Not having played War for Cybertron, I was hesitant to try out Fall of Cybertron. After all, there’s always this sense of unfamiliarity when one just jumps into a series in the middle. I was also never the biggest Transformers fan, so that only further disinterested me from the series. To make matters worse, licensed IP games don’t exactly have the greatest track record. With all that said, it means all the more when I say this was one of the most entertaining games I’ve played recently.
It’s a sad state when licensed games are almost automatically bad. Movies always do such a great job of adapting novels [Editor’s Note: Sounds like somebody never saw Battlefield Earth, thank God.], but games have always lagged behind in this regard. A combination of tight development schedule, strict license owners, and plain laziness creates a stream of sub-par licensed games. Thankfully, Fall of Cybertron does a few things to avoid these usual pitfalls. Similar to another critically acclaimed licensed game series, Batman, Fall of Cybertron doesn’t follow the movies and is a standalone story. This allows High Moon Studios to have more flexibility in time management as well as in storytelling. The result is a much more polished product that has a story tailor made to produce the best gaming experience.
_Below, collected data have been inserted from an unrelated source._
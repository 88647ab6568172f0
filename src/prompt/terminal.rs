use super::Prompter;
use crate::error::PromptError;
use crate::progress::Progress;
use async_trait::async_trait;
use colored::Colorize;
use std::io::{self, BufRead, Write};

/// Prompter reading answers from standard input
///
/// The progress spinner is hidden while a question is on screen.
#[derive(Clone)]
pub struct TerminalPrompter {
    progress: Progress,
}

impl TerminalPrompter {
    pub fn new(progress: Progress) -> Self {
        Self { progress }
    }

    async fn ask(&self, prompt: String, question: &str) -> Result<String, PromptError> {
        let progress = self.progress.clone();
        let question = question.to_string();
        tokio::task::spawn_blocking(move || {
            progress.suspend(|| {
                let mut stdout = io::stdout().lock();
                write!(stdout, "{}", prompt)?;
                stdout.flush()?;

                let mut line = String::new();
                if io::stdin().lock().read_line(&mut line)? == 0 {
                    return Err(PromptError::NoAnswer { question });
                }
                Ok(line.trim().to_string())
            })
        })
        .await
        .map_err(|e| PromptError::Io(io::Error::other(e)))?
    }
}

#[async_trait]
impl Prompter for TerminalPrompter {
    async fn confirm(&self, question: &str, subject: &str) -> Result<bool, PromptError> {
        let prompt = format!("{} {} {} (y/N) ", "?".yellow().bold(), subject.cyan(), question);
        let answer = self.ask(prompt, question).await?;
        Ok(parse_confirm(&answer))
    }

    async fn input(
        &self,
        question: &str,
        subject: &str,
        default: Option<&str>,
    ) -> Result<String, PromptError> {
        let prompt = match default {
            Some(default) => format!(
                "{} {} {} ({}) ",
                "?".yellow().bold(),
                subject.cyan(),
                question,
                default.dimmed()
            ),
            None => format!("{} {} {} ", "?".yellow().bold(), subject.cyan(), question),
        };
        let answer = self.ask(prompt, question).await?;
        Ok(resolve_input(answer, default))
    }
}

fn parse_confirm(answer: &str) -> bool {
    matches!(answer.to_ascii_lowercase().as_str(), "y" | "yes")
}

fn resolve_input(answer: String, default: Option<&str>) -> String {
    match default {
        Some(default) if answer.is_empty() => default.to_string(),
        _ => answer,
    }
}
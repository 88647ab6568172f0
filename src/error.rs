//! Application error types using thiserror
//!
//! Error hierarchy:
//! - ManifestError: reading, parsing and writing package.json files
//! - ConfigError: manifest fields with the wrong shape or value
//! - BundlerError: failures reported by the external bundler
//! - DeclarationError: failures of the declaration generator
//! - PromptError: failures of the interactive prompt provider
//! - BuildError: everything that can end a package build

use std::path::PathBuf;
use thiserror::Error;

use crate::domain::Field;

/// Application-level error type
#[derive(Error, Debug)]
pub enum AppError {
    /// Manifest file related errors
    #[error(transparent)]
    Manifest(#[from] ManifestError),

    /// Configuration related errors
    #[error(transparent)]
    Config(#[from] ConfigError),

    /// Project loading errors
    #[error(transparent)]
    Load(#[from] LoadError),

    /// Build related errors
    #[error(transparent)]
    Build(#[from] BuildError),

    /// Prompt related errors
    #[error(transparent)]
    Prompt(#[from] PromptError),
}

/// Errors related to manifest file operations
#[derive(Error, Debug)]
pub enum ManifestError {
    /// Manifest file not found
    #[error("manifest file not found: {path}")]
    NotFound { path: PathBuf },

    /// Failed to read manifest file
    #[error("failed to read manifest file {path}: {source}")]
    ReadError {
        path: PathBuf,
        #[source]
        source: std::io::Error,
    },

    /// Failed to write manifest file
    #[error("failed to write manifest file {path}: {source}")]
    WriteError {
        path: PathBuf,
        #[source]
        source: std::io::Error,
    },

    /// The file is not a JSON object
    #[error("failed to parse JSON in {path}: {message}")]
    Malformed { path: PathBuf, message: String },
}

/// Errors related to manifest field values
#[derive(Error, Debug, Clone, PartialEq, Eq)]
pub enum ConfigError {
    /// A field has the wrong type or value
    #[error("{field} field is invalid in {path}: {reason}")]
    Invalid {
        field: Field,
        path: PathBuf,
        reason: String,
    },

    /// No source file exists for an entrypoint
    #[error("no entrypoint was provided, please create a file at src/index.js in {directory}")]
    MissingEntrypoint { directory: PathBuf },

    /// umd:main is set but no umdName is configured
    #[error(
        "the umd:main field is specified but a umdName option is not specified in {path}, please add it to the pkgdist field"
    )]
    UmdNameNotSpecified { path: PathBuf },

    /// An entrypoint or package glob could not be parsed
    #[error("invalid glob pattern '{pattern}': {message}")]
    InvalidGlob { pattern: String, message: String },
}

/// Errors raised while loading a project, its packages and entrypoints
#[derive(Error, Debug)]
pub enum LoadError {
    #[error(transparent)]
    Manifest(#[from] ManifestError),

    #[error(transparent)]
    Config(#[from] ConfigError),
}

/// Errors reported by the bundler
#[derive(Error, Debug)]
pub enum BundlerError {
    /// The bundler ran and reported a failure
    #[error("bundler failed for the {target} build: {detail}")]
    Failure { target: String, detail: String },

    /// The bundler process could not be started
    #[error("failed to start bundler '{program}': {source}")]
    Spawn {
        program: String,
        #[source]
        source: std::io::Error,
    },

    /// The bundler answered with something other than the expected JSON
    #[error("unexpected bundler response: {message}")]
    Protocol { message: String },
}

/// Errors related to type declaration generation
#[derive(Error, Debug)]
pub enum DeclarationError {
    /// No tsconfig.json could be found for the package
    #[error(
        "an entrypoint source file ends with the .ts extension but no TypeScript config exists in {directory} or its parents, please create one"
    )]
    MissingConfig { directory: PathBuf },

    /// An entry chunk has no originating source module
    #[error("no .d.ts file was found for the entrypoint at {chunk}")]
    UntracedChunk { chunk: String },

    /// The generator failed for a module
    #[error("failed to generate declarations for {module}: {message}")]
    Generator { module: PathBuf, message: String },

    /// The worker pool was shut down before the job ran
    #[error("declaration worker pool is closed")]
    PoolClosed,
}

/// Errors related to interactive prompts
#[derive(Error, Debug)]
pub enum PromptError {
    /// Reading the answer failed
    #[error("failed to read answer: {0}")]
    Io(#[from] std::io::Error),

    /// Input ended before an answer was given
    #[error("no answer was given to '{question}'")]
    NoAnswer { question: String },
}

/// Errors that end a package build
#[derive(Error, Debug)]
pub enum BuildError {
    #[error(transparent)]
    Manifest(#[from] ManifestError),

    #[error(transparent)]
    Config(#[from] ConfigError),

    /// The user declined a manifest change required to continue
    #[error("{}", denied_write_message(.field))]
    DeniedWriteField { field: Field },

    #[error(transparent)]
    Bundler(#[from] BundlerError),

    #[error(transparent)]
    Declarations(#[from] DeclarationError),

    #[error(transparent)]
    Prompt(#[from] PromptError),

    /// Filesystem operation on build outputs failed
    #[error("IO error at {path}: {source}")]
    Io {
        path: PathBuf,
        #[source]
        source: std::io::Error,
    },

    /// Any other unrecoverable condition
    #[error("{message}")]
    Fatal { message: String },
}

impl From<LoadError> for BuildError {
    fn from(err: LoadError) -> Self {
        match err {
            LoadError::Manifest(e) => BuildError::Manifest(e),
            LoadError::Config(e) => BuildError::Config(e),
        }
    }
}

fn denied_write_message(field: &Field) -> String {
    match field {
        Field::Browser => "building browser bundles for modules that include typeof window or typeof document is currently required".to_string(),
        field => format!("changing the {} field is required to build", field),
    }
}

impl ManifestError {
    /// Creates a new NotFound error
    pub fn not_found(path: impl Into<PathBuf>) -> Self {
        ManifestError::NotFound { path: path.into() }
    }

    /// Creates a new ReadError
    pub fn read_error(path: impl Into<PathBuf>, source: std::io::Error) -> Self {
        ManifestError::ReadError {
            path: path.into(),
            source,
        }
    }

    /// Creates a new WriteError
    pub fn write_error(path: impl Into<PathBuf>, source: std::io::Error) -> Self {
        ManifestError::WriteError {
            path: path.into(),
            source,
        }
    }

    /// Creates a new Malformed error
    pub fn malformed(path: impl Into<PathBuf>, message: impl Into<String>) -> Self {
        ManifestError::Malformed {
            path: path.into(),
            message: message.into(),
        }
    }
}

impl ConfigError {
    /// Creates a new Invalid error
    pub fn invalid(field: Field, path: impl Into<PathBuf>, reason: impl Into<String>) -> Self {
        ConfigError::Invalid {
            field,
            path: path.into(),
            reason: reason.into(),
        }
    }

    /// Returns the offending field, if the error names one
    pub fn field(&self) -> Option<Field> {
        match self {
            ConfigError::Invalid { field, .. } => Some(*field),
            ConfigError::UmdNameNotSpecified { .. } => Some(Field::UmdName),
            _ => None,
        }
    }
}

impl BuildError {
    /// Creates a new Io error
    pub fn io(path: impl Into<PathBuf>, source: std::io::Error) -> Self {
        BuildError::Io {
            path: path.into(),
            source,
        }
    }

    /// Creates a new Fatal error
    pub fn fatal(message: impl Into<String>) -> Self {
        BuildError::Fatal {
            message: message.into(),
        }
    }
}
Speaking of story, Fall of Cybertron follows right after War for Cybertron. The Autobots and Decepticons are still heavily entrenched in civil war and with Cybertron slowly becoming uninhabitable, Autobots seek to escape the desolate wasteland while the Decepticons continue to obliterate everything in front of them. The best part is that their warfare is your playground. As the custom story tells of epic war between all of the Transformers, the player gets to play as tons of various characters. From staples such as Optimus and Megatron to a host of lesser known Transformers, there’s a huge pool of characters to play as.
This is much more fantastic than you might think. It’s not just some cosmetic difference; each character has a unique special ability that drastically changes the entire game. Gigantic blade swinger Grimlock creates a fun hack-and-slash level. Playing as Starscream introduces a flying shooter element. Playing as the hook-swinging Jazz also gives the game a bit of Bionic Commando pizazz. I could go on and on, but you get the point. Basically, the different trait that each Transformer uses makes every level fresh and exciting. It forces a change of strategy and different game techniques. Blazing through with guns and explosives won’t get you very far. Although the campaign isn’t very punishing, you’ll end up being scrap metal pretty soon if you don’t think smartly about using cover and utilizing all the tools at your disposal.
Of course, there’s some downside for having such a diverse cast. For one, it’s difficult to keep up the diversity and novelty of the various cast without some sacrifices. In this case, the campaign was fairly short. It’s not necessarily a direct con toward the game. After all, it’s commendable to have a very well-rounded complete package instead of some dragged on monotonous affair. The other main downside is an overly complex control scheme. Sure, it becomes manageable the more you play it. However, there’s just too much to do, and even more when you transform. Speaking of which, why is the boost for robot form L2, but it’s L1 in vehicle form? It’s weird design choices like these that confuse me, even late into the game. In addition, the vehicles all feel very floaty and are hard to be precise with, especially when compared to robot form.
It’s hard to criticize High Moon too much, though. Between the beautiful, vast stages and high intensity soundtrack, you get the sense that this is the reboot that Michael Bay’s Transformers never could achieve. It’s modern and quirky, but also funny and colorful. The game reflects our current culture and media, but never forgets the essence of what Transformers stands for.
Alongside the main campaign is a “Horde Mode” and a traditional multiplayer aspect. I don’t mean to be a Debbie Downer, but it’s hard to get into a multiplayer mode that isn’t a huge series like Halo or COD. After all, there’s always this fear that the servers will be shut down or the players will dwindle down after the launch window. It’s not a knock on the game, but more of a disappointing fact of life, made more disappointing by the genuine effort by High Moon to create a compelling multiplayer.
Ultimately, Fall of Cybertron manages to be a very diverse and fun to play third-person shooter. There’s plenty of variety to please just about everybody. Sure, there’s a few graphical hiccups here and there. The game also hosts annoyingly long loads halfway through levels and sometimes in a middle of battles. Even worse, the game glitched on me, causing my character to fall through the level and forcing a restart. But I have to give High Moon a pass on those issues. The game simply does so many things great that the minor technical issues seem miniscule in comparison. It’s exactly what we need in a licensed IP game: incredibly solid gameplay paired with a faithful rendition to the source material.